//! Per-language pool of pre-warmed Python REPL sandboxes (§4.4). Grounded on
//! `services/sandbox/pool.py`'s `SandboxPool`: a bounded queue per language
//! (only `py` ever has a nonzero target), a tracking map from sandbox id to
//! its live REPL handle for sandboxes currently checked out, and a
//! background warmup task that tops the queues back up in parallel batches.
//!
//! The queue/tracking-map/stats state lives behind one `std::sync::Mutex`
//! whose critical sections never cross an `.await` point — only `VecDeque`/
//! `HashMap` pushes, pops, and counter bumps happen under it, matching the
//! original's single `asyncio.Lock`-free design (it never actually took a
//! lock across awaits either). The REPL handle itself is wrapped in its own
//! `tokio::sync::Mutex` so a long-running execution holds only that handle's
//! lock, not the whole pool's.

use std::collections::{HashMap, VecDeque};
use std::path::PathBuf;
use std::sync::{Arc, Mutex};

use cellbox_events::EventBus;
use cellbox_langs::LanguageRegistry;
use cellbox_protocol::event::CreatedFreshReason;
use cellbox_protocol::{Event, Language, SandboxId, SessionId};
use cellbox_repl::ReplHandle;
use cellbox_sandbox::{IsolationPlan, SandboxDescriptor, SandboxManager};
use tokio::sync::Notify;
use tokio::task::JoinHandle;
use tracing::{debug, info, instrument, warn};

use crate::config::PoolConfig;
use crate::error::Result;
use crate::stats::{LanguagePoolStats, PoolStats};

pub type SharedReplHandle = Arc<tokio::sync::Mutex<ReplHandle>>;

struct PooledEntry {
    descriptor: SandboxDescriptor,
    repl: SharedReplHandle,
}

#[derive(Default)]
struct PoolState {
    queues: HashMap<Language, VecDeque<PooledEntry>>,
    tracking: HashMap<SandboxId, SharedReplHandle>,
    stats: HashMap<Language, PoolStats>,
}

/// What `SandboxPool::acquire` hands back: a sandbox ready to run code in,
/// plus its REPL handle when one exists (Python with REPL mode enabled and
/// successfully started; `None` for every one-shot language).
pub struct AcquiredSandbox {
    pub descriptor: SandboxDescriptor,
    pub repl: Option<SharedReplHandle>,
}

/// Host paths to mask with empty tmpfs inside every sandbox's mount
/// namespace (§4.2 step 3), loaded once at pool construction.
#[derive(Debug, Clone)]
pub struct HostMaskPaths {
    pub sandboxes_root: PathBuf,
    pub metrics_dir: PathBuf,
    pub log_dir: PathBuf,
    pub ssl_dir: PathBuf,
    pub dashboard_dir: PathBuf,
    pub app_src_dir: PathBuf,
}

impl HostMaskPaths {
    pub fn from_env() -> Self {
        Self {
            sandboxes_root: cellbox_common::env_or("CELLBOX_SANDBOXES_ROOT", "/app/sandboxes".to_string()).into(),
            metrics_dir: cellbox_common::env_or("CELLBOX_METRICS_DIR", "/app/metrics".to_string()).into(),
            log_dir: cellbox_common::env_or("CELLBOX_LOG_DIR", "/var/log/cellbox".to_string()).into(),
            ssl_dir: cellbox_common::env_or("CELLBOX_SSL_DIR", "/etc/cellbox/ssl".to_string()).into(),
            dashboard_dir: cellbox_common::env_or("CELLBOX_DASHBOARD_DIR", "/app/dashboard".to_string()).into(),
            app_src_dir: cellbox_common::env_or("CELLBOX_APP_SRC_DIR", "/app/src".to_string()).into(),
        }
    }

    pub fn as_vec(&self) -> Vec<PathBuf> {
        cellbox_sandbox::masked_host_paths(
            &self.sandboxes_root,
            &self.metrics_dir,
            &self.log_dir,
            &self.ssl_dir,
            &self.dashboard_dir,
            &self.app_src_dir,
        )
    }
}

::::::::::

#### Problem
Start with the first line. Please copy exactly each line of the listing through the one with "only that handle's", including it.

#### Response
//! Per-language pool of pre-warmed Python REPL sandboxes (§4.4). Grounded on
//! `services/sandbox/pool.py`'s `SandboxPool`: a bounded queue per language
//! (only `py` ever has a nonzero target), a tracking map from sandbox id to
//! its live REPL handle for sandboxes currently checked out, and a
//! background warmup task that tops the queues back up in parallel batches.
//!
//! The queue/tracking-map/stats state lives behind one `std::sync::Mutex`
//! whose critical sections never cross an `.await` point — only `VecDeque`/
//! `HashMap` pushes, pops, and counter bumps happen under it, matching the
//! original's single `asyncio.Lock`-free design (it never actually took a
//! lock across awaits either). The REPL handle itself is wrapped in its own
//! `tokio::sync::Mutex` so a long-running execution holds only that handle's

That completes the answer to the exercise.